4. Esorto tutti voi, cari fratelli e sorelle, malati e sani, ad approfondire questo mistero della croce, mistero di luce e di pace, che non s’arrende alla morte, ma che, sia pure dopo pericoli e peripezie, trionfa definitivamente su di essa con la vita eterna.
E voi, cari Cappellani e care sorelle Religiose, voi, in forza del dono ricevuto con la vostra vocazione, siete chiamati in modo speciale a insegnare ai fratelli il mistero della Croce. Sarà questo il vostro modo di essere missionari, secondo l’appello che ci viene dalla Giornata odierna.
Io vi sono vicino in modo particolare nella preghiera perché il Signore vi assista. Come pure sono vicino a tutti voi qui presenti, malati, personale curante, parenti e amici, invocando su tutti la luce e l’assistenza divina.
Sant’Ignazio da Laconi, da voi tanto venerato e invocato soprattutto in occasione della malattia, continui ad assistervi con la sua dolce e potente presenza e vi conduca tutti alla piena accettazione della volontà di Dio, con la fiducia del fanciullo che si abbandona alla guida del padre che ama. Niente dà serenità come il rimettersi al volere di Dio.
E la mia affettuosa Benedizione sia con tutti voi.
Infine, prima di impartire la benedizione conclusiva, il Papa aggiunge alcune parole sul significato e sul valore della Benedizione. Queste le sue parole.

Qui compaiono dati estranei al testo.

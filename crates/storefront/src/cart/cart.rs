//! The quote cart.

use serde::{Deserialize, Serialize};

use crate::cart::{CartTotals, CartLine, LineKey, LineRequest, LineTotal};
use crate::catalog::{Product, Variant};
use crate::money::Money;

/// The shopper's cart.
///
/// Lines are kept in insertion order, which is the display order. At most one
/// line exists per [`LineKey`] and every line has a quantity of at least 1.
/// The subtotal is never stored; it is summed from the lines on each read.
#[derive(Debug, Clone, Default, Serialize, Deserialize, PartialEq)]
pub struct Cart {
    lines: Vec<CartLine>,
}

impl Cart {
    /// Create an empty cart.
    pub fn new() -> Self {
        Self::default()
    }

    /// Add `qty` units of a variant.
    ///
    /// Does nothing when `variant` is `None`. If the product/variant pair is
    /// already in the cart its quantity grows in place; otherwise a new line
    /// is appended with the variant's current price. A zero quantity counts
    /// as one unit.
    ///
    /// Returns the key of the affected line.
    pub fn add(&mut self, product: &Product, variant: Option<&Variant>, qty: u32) -> Option<LineKey> {
        let variant = variant?;
        let key = LineKey::of(product, variant);
        let qty = qty.max(1);

        // Check if the line already exists
        if let Some(existing) = self.lines.iter_mut().find(|l| key.matches(l)) {
            existing.qty = existing.qty.saturating_add(qty);
            tracing::debug!(line = %key, qty = existing.qty, "cart line merged");
            return Some(key);
        }

        self.lines.push(CartLine::new(product, variant, qty));
        tracing::debug!(line = %key, qty, "cart line added");
        Some(key)
    }

    /// Add several requests, one [`Cart::add`] at a time.
    ///
    /// Requests that share a key merge with each other exactly as separate
    /// adds would. Returns the number of requests applied.
    pub fn add_lines<'a, I>(&mut self, lines: I) -> usize
    where
        I: IntoIterator<Item = LineRequest<'a>>,
    {
        lines
            .into_iter()
            .filter_map(|req| self.add(req.product, Some(req.variant), req.qty))
            .count()
    }

    /// Set the quantity of a line.
    ///
    /// A quantity of zero or less removes the line. Returns whether a line
    /// with this key existed.
    pub fn update_qty(&mut self, key: &LineKey, qty: i64) -> bool {
        if qty <= 0 {
            return self.remove(key);
        }

        match self.lines.iter_mut().find(|l| key.matches(l)) {
            Some(line) => {
                line.qty = u32::try_from(qty).unwrap_or(u32::MAX);
                tracing::debug!(line = %key, qty = line.qty, "cart line updated");
                true
            }
            None => false,
        }
    }

    /// Add one unit to a line.
    pub fn increment(&mut self, key: &LineKey) -> bool {
        match self.get(key) {
            Some(line) => {
                let qty = i64::from(line.qty) + 1;
                self.update_qty(key, qty)
            }
            None => false,
        }
    }

    /// Take one unit from a line, never going below 1.
    pub fn decrement(&mut self, key: &LineKey) -> bool {
        match self.get(key) {
            Some(line) => {
                let qty = (i64::from(line.qty) - 1).max(1);
                self.update_qty(key, qty)
            }
            None => false,
        }
    }

    /// Remove a line. Returns whether it was present.
    pub fn remove(&mut self, key: &LineKey) -> bool {
        let len_before = self.lines.len();
        self.lines.retain(|l| !key.matches(l));
        let removed = self.lines.len() < len_before;
        if removed {
            tracing::debug!(line = %key, "cart line removed");
        }
        removed
    }

    /// Remove every line.
    pub fn clear(&mut self) {
        self.lines.clear();
        tracing::debug!("cart cleared");
    }

    /// Sum of price times quantity over all lines.
    pub fn subtotal(&self) -> Money {
        self.lines.iter().map(CartLine::total).sum()
    }

    /// Lines in display order.
    pub fn lines(&self) -> &[CartLine] {
        &self.lines
    }

    /// Get a line by key.
    pub fn get(&self, key: &LineKey) -> Option<&CartLine> {
        self.lines.iter().find(|l| key.matches(l))
    }

    pub fn is_empty(&self) -> bool {
        self.lines.is_empty()
    }

    /// Number of distinct lines (the cart badge count).
    pub fn line_count(&self) -> usize {
        self.lines.len()
    }

    /// Total units across all lines.
    pub fn item_count(&self) -> u64 {
        self.lines.iter().map(|l| u64::from(l.qty)).sum()
    }

    /// Per-line and overall totals.
    pub fn totals(&self) -> CartTotals {
        let lines: Vec<LineTotal> = self
            .lines
            .iter()
            .map(|line| LineTotal {
                key: line.key(),
                unit_price: line.price,
                qty: line.qty,
                total: line.total(),
            })
            .collect();

        CartTotals {
            subtotal: lines.iter().map(|l| l.total).sum(),
            line_count: lines.len(),
            item_count: self.item_count(),
            lines,
        }
    }
}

Seguendo l’esempio di questo vostro Santo, Ignazio da Laconi, rivolgo a tutti l’augurio e prego che tutti possano affidarsi, rimettersi nelle mani di Dio che è Padre. Egli ci ha dato suo Figlio, ce lo ha dato anche sofferente, crocifisso, perché sia vicino a tutti coloro che sono in certo senso crocifissi dalla sofferenza e dalla malattia. Poiché egli ci ha dato questo suo Figlio, noi dobbiamo tutti con ancor più grande fiducia rimettere nelle sue mani la nostra vita così come Gesù ha rimesso la sua vita nelle mani del Padre. “In manus tuas commendo spiritum meum”, furono le sue ultime parole.

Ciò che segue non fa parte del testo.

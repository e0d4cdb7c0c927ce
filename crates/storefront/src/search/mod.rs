//! Listing pipeline.
//!
//! Turns the catalog plus the shopper's query into the grouped view shown on
//! the page: filter by text, filter by category, sort, then group by
//! category. Everything here is a pure function of its inputs; results are
//! recomputed on every call.

pub mod collate;
mod query;
mod results;

pub use query::{CatalogQuery, CategoryFilter, SortMode};
pub use results::{group_by_category, product_count, CategoryGroup};

use crate::catalog::{Catalog, Product};

/// Filter and sort the catalog without grouping.
pub fn filter_and_sort<'a>(catalog: &'a Catalog, query: &CatalogQuery) -> Vec<&'a Product> {
    let needle = query.needle();

    let mut list: Vec<&Product> = catalog
        .products()
        .iter()
        .filter(|p| match &needle {
            Some(needle) => p.search_haystack().contains(needle.as_str()),
            None => true,
        })
        .filter(|p| query.category.matches(&p.category))
        .collect();

    // Stable sorts: ties keep catalog order.
    match query.sort {
        SortMode::Name => list.sort_by(|a, b| collate::compare(&a.name, &b.name)),
        SortMode::PriceAsc => list.sort_by_key(|p| p.first_price()),
        SortMode::PriceDesc => list.sort_by(|a, b| b.first_price().cmp(&a.first_price())),
    }

    list
}

/// Derive the grouped listing for a query.
pub fn derive<'a>(catalog: &'a Catalog, query: &CatalogQuery) -> Vec<CategoryGroup<'a>> {
    let list = filter_and_sort(catalog, query);
    let groups = group_by_category(&list);
    tracing::debug!(
        text = %query.text,
        category = query.category.label(),
        sort = %query.sort,
        products = list.len(),
        groups = groups.len(),
        "listing derived"
    );
    groups
}

#[cfg(test)]
mod tests {
    use super::*;
    use crate::catalog::Variant;
    use crate::money::Money;

    fn catalog() -> Catalog {
        Catalog::new(vec![
            Product::new("Shampoo Neutro", "Shampoos")
                .with_subtitle("pH neutro")
                .with_variant(Variant::new("1 L", "SHN1", Money::from_cents(15000))),
            Product::new("Enjuague Multifibras", "Enjuagues")
                .with_variant(Variant::new("1 L", "EMLF1", Money::from_cents(18000))),
            Product::new("Aditivo Booster", "Aditivos")
                .with_appearance("Polvo blanco")
                .with_variant(Variant::new("2 kg", "ABS2", Money::from_cents(45000))),
            Product::new("Shampoo Alcalino", "Shampoos")
                .with_variant(Variant::new("1 L", "SHA1", Money::from_cents(9000))),
            Product::new("Cepillo", "Complementos"),
        ])
    }

    fn names<'a>(groups: &[CategoryGroup<'a>]) -> Vec<&'a str> {
        groups
            .iter()
            .flat_map(|g| g.products.iter().map(|p| p.name.as_str()))
            .collect()
    }

    #[test]
    fn test_default_query_lists_everything_grouped() {
        let catalog = catalog();
        let groups = derive(&catalog, &CatalogQuery::new());

        let categories: Vec<&str> = groups.iter().map(|g| g.category).collect();
        assert_eq!(categories, vec!["Aditivos", "Complementos", "Enjuagues", "Shampoos"]);
        assert_eq!(
            names(&groups),
            vec![
                "Aditivo Booster",
                "Cepillo",
                "Enjuague Multifibras",
                "Shampoo Alcalino",
                "Shampoo Neutro"
            ]
        );
    }

    #[test]
    fn test_text_matches_any_searchable_field() {
        let catalog = catalog();

        let by_code = filter_and_sort(&catalog, &CatalogQuery::new().with_text("  emlf "));
        assert_eq!(by_code.len(), 1);
        assert_eq!(by_code[0].name, "Enjuague Multifibras");

        let by_subtitle = filter_and_sort(&catalog, &CatalogQuery::new().with_text("PH NEUTRO"));
        assert_eq!(by_subtitle.len(), 1);

        let by_appearance = filter_and_sort(&catalog, &CatalogQuery::new().with_text("polvo"));
        assert_eq!(by_appearance[0].name, "Aditivo Booster");

        let by_category = filter_and_sort(&catalog, &CatalogQuery::new().with_text("shampoos"));
        assert_eq!(by_category.len(), 2);
    }

    #[test]
    fn test_category_filter() {
        let catalog = catalog();
        let query = CatalogQuery::new().with_category(CategoryFilter::only("Shampoos"));
        let groups = derive(&catalog, &query);
        assert_eq!(groups.len(), 1);
        assert_eq!(groups[0].len(), 2);
    }

    #[test]
    fn test_text_and_category_combine() {
        let catalog = catalog();
        let query = CatalogQuery::new()
            .with_text("neutro")
            .with_category(CategoryFilter::only("Enjuagues"));
        assert!(derive(&catalog, &query).is_empty());
    }

    #[test]
    fn test_price_sorts_within_groups() {
        let catalog = catalog();

        let asc = derive(&catalog, &CatalogQuery::new().with_sort(SortMode::PriceAsc));
        let shampoos = asc.iter().find(|g| g.category == "Shampoos").unwrap();
        assert_eq!(shampoos.products[0].name, "Shampoo Alcalino");

        let desc = derive(&catalog, &CatalogQuery::new().with_sort(SortMode::PriceDesc));
        let shampoos = desc.iter().find(|g| g.category == "Shampoos").unwrap();
        assert_eq!(shampoos.products[0].name, "Shampoo Neutro");

        // Groups stay alphabetical whatever the product sort.
        assert_eq!(desc[0].category, "Aditivos");
    }

    #[test]
    fn test_product_without_variants_sorts_as_zero() {
        let catalog = catalog();
        let asc = filter_and_sort(&catalog, &CatalogQuery::new().with_sort(SortMode::PriceAsc));
        assert_eq!(asc[0].name, "Cepillo");
        let desc = filter_and_sort(&catalog, &CatalogQuery::new().with_sort(SortMode::PriceDesc));
        assert_eq!(desc.last().unwrap().name, "Cepillo");
    }

    #[test]
    fn test_derive_is_repeatable() {
        let catalog = catalog();
        let query = CatalogQuery::new()
            .with_text("o")
            .with_sort(SortMode::PriceDesc);
        assert_eq!(derive(&catalog, &query), derive(&catalog, &query));
    }
}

Con questi pensieri, con questi sentimenti, nello spirito di una comune orazione, vorrei offrire a tutti voi, carissimi fratelli e sorelle, una benedizione della Chiesa, benedizione che viene portata nel cuore e nelle mani del Papa e di tutti i Vescovi. Questa è la nostra missione, il nostro compito, non solamente liturgico, ma anche teologico e teleologico: portare questa benedizione a tutti, questa benedizione che esprime l’amore che Dio ha per tutta la creazione. Sappiamo bene che nel libro della Genesi si ripete questa parola: “et benedixit”, “et benedixit diebus suis”. Dio ha benedetto, giorno dopo giorno, tutta la sua creazione. Vuol dire che egli ha amato, vuol dire che egli ha creato nello Spirito Santo, vuol dire che con questo amore egli continua ad essere tra noi e con noi, specialmente da quando suo Figlio si è fatto uomo per soffrire con noi, per risorgere per noi.